Archive

Tag Archives: profile

During investigating I ran once again into statistics in the Oracle database that still provide a useful details, but the actual naming of the statistic is describing a situation that in reality does not exist anymore. The statistics I am talking about are ‘calls to kcmgcs’, ‘calls to kcmgrs’, ‘calls to kcmgas’ and ‘calls to get snapshot scn: kcmgss’.

Disclaimer: this is research. Any of these techniques potentially can crash your instance or leave your database in a corrupted state. Test the techniques used in this article severely before applying it in an actual situation. Use at your own risk.

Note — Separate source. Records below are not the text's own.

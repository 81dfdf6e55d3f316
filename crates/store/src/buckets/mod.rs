//! Bucket catalog operations: create, update (schema evolution), get, and
//! delete, each a handler pipeline over the shared request record.

pub mod create;
pub mod del;
pub mod get;
pub mod update;

use futures::future::BoxFuture;
use models::FieldIndex;
use sqlx::{Postgres, Transaction};

use crate::error::Result;
use crate::pipeline::Request;

/// Validate the incoming configuration: bucket and field names, and that
/// every named trigger resolves against the registry.
pub(crate) fn validate_config(req: &mut Request) -> BoxFuture<'_, Result<()>> {
    Box::pin(async move {
        let config = req.config.as_ref().expect("bucket request carries a config");
        config.validate(&req.bucket_name)?;
        req.store.triggers().resolve(&config.pre)?;
        req.store.triggers().resolve(&config.post)?;
        Ok(())
    })
}

pub(crate) fn index_name(bucket: &str, field: &str) -> String {
    format!("{}_{}_idx", bucket, field)
}

/// DDL for one field's index: GIN for array columns, BTREE otherwise,
/// partial over non-NULL values. Unique fields get a UNIQUE btree index
/// instead.
pub(crate) fn create_index_sql(bucket: &str, field: &str, spec: &FieldIndex) -> String {
    if spec.unique {
        format!(
            "CREATE UNIQUE INDEX {} ON {} ({})",
            index_name(bucket, field),
            bucket,
            field
        )
    } else {
        format!(
            "CREATE INDEX {} ON {} USING {} ({}) WHERE {} IS NOT NULL",
            index_name(bucket, field),
            bucket,
            spec.ty.index_method(),
            field,
            field
        )
    }
}

pub(crate) async fn create_field_indexes<'f>(
    txn: &mut Transaction<'static, Postgres>,
    bucket: &str,
    fields: impl Iterator<Item = (&'f String, &'f FieldIndex)>,
) -> Result<()> {
    for (field, spec) in fields {
        let sql = create_index_sql(bucket, field, spec);
        tracing::debug!(%bucket, %field, "creating index");
        sqlx::query(&sql).execute(&mut **txn).await?;
    }
    Ok(())
}

#[cfg(test)]
mod test {
    use super::*;
    use models::IndexType;

    #[test]
    fn index_ddl() {
        let plain = FieldIndex {
            ty: IndexType::Number,
            unique: false,
        };
        insta::assert_snapshot!(
            create_index_sql("people", "age", &plain),
            @"CREATE INDEX people_age_idx ON people USING BTREE (age) WHERE age IS NOT NULL");

        let array = FieldIndex {
            ty: IndexType::StringArray,
            unique: false,
        };
        insta::assert_snapshot!(
            create_index_sql("people", "tags", &array),
            @"CREATE INDEX people_tags_idx ON people USING GIN (tags) WHERE tags IS NOT NULL");

        let unique = FieldIndex {
            ty: IndexType::String,
            unique: true,
        };
        insta::assert_snapshot!(
            create_index_sql("people", "email", &unique),
            @"CREATE UNIQUE INDEX people_email_idx ON people (email)");
    }
}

Back to the ‘calls to’ statistics. To see what I mean here, you can look up the functions in symbol table in the Oracle executable. There are several ways to do that, one way is using gdb:

(gdb) info function ^kcmg
All functions matching regular expression "^kcmg":

Non-debugging symbols:
0x0000000002d12410  kcmgtsUTC
0x0000000002d12be0  kcmgts
0x0000000002d139a0  kcmgtsRSL
0x000000000cc924b0  kcmglscn
0x000000000cc92560  kcmgtsf

See? There are no functions kcmgcs, kcmgrs, kcmgas and kcmgss. Are these statistics of any use then? I think so, although the only really relevant statistic probably is ‘calls to kcmgas’ to indicate an approximate count of the number of calls for a new SCN (gas probably means ‘get and advance’). The meaning of them is documented (at least up to version 12.1) in the online Oracle documentation, Statistics Description:
– ‘calls to get snapshot scn: kcmgss’: Number of times a snapshot system change number (SCN) was allocated. The SCN is allocated at the start of a transaction.
– ‘calls to kcmgas’: Number of calls to routine kcmgas to get a new SCN
– ‘calls to kcmgcs’: Number of calls to routine kcmgcs to get a current SCN
– ‘calls to kcmgrs’: Number of calls to routine kcsgrs to get a recent SCN
(I think ‘routine kcsgrs’ is a typo or a partial improvement and should be either kcmgrs to stay in line with the other (wrong) descriptions, or it should be kcsgrsn (added ‘n’) to be correct)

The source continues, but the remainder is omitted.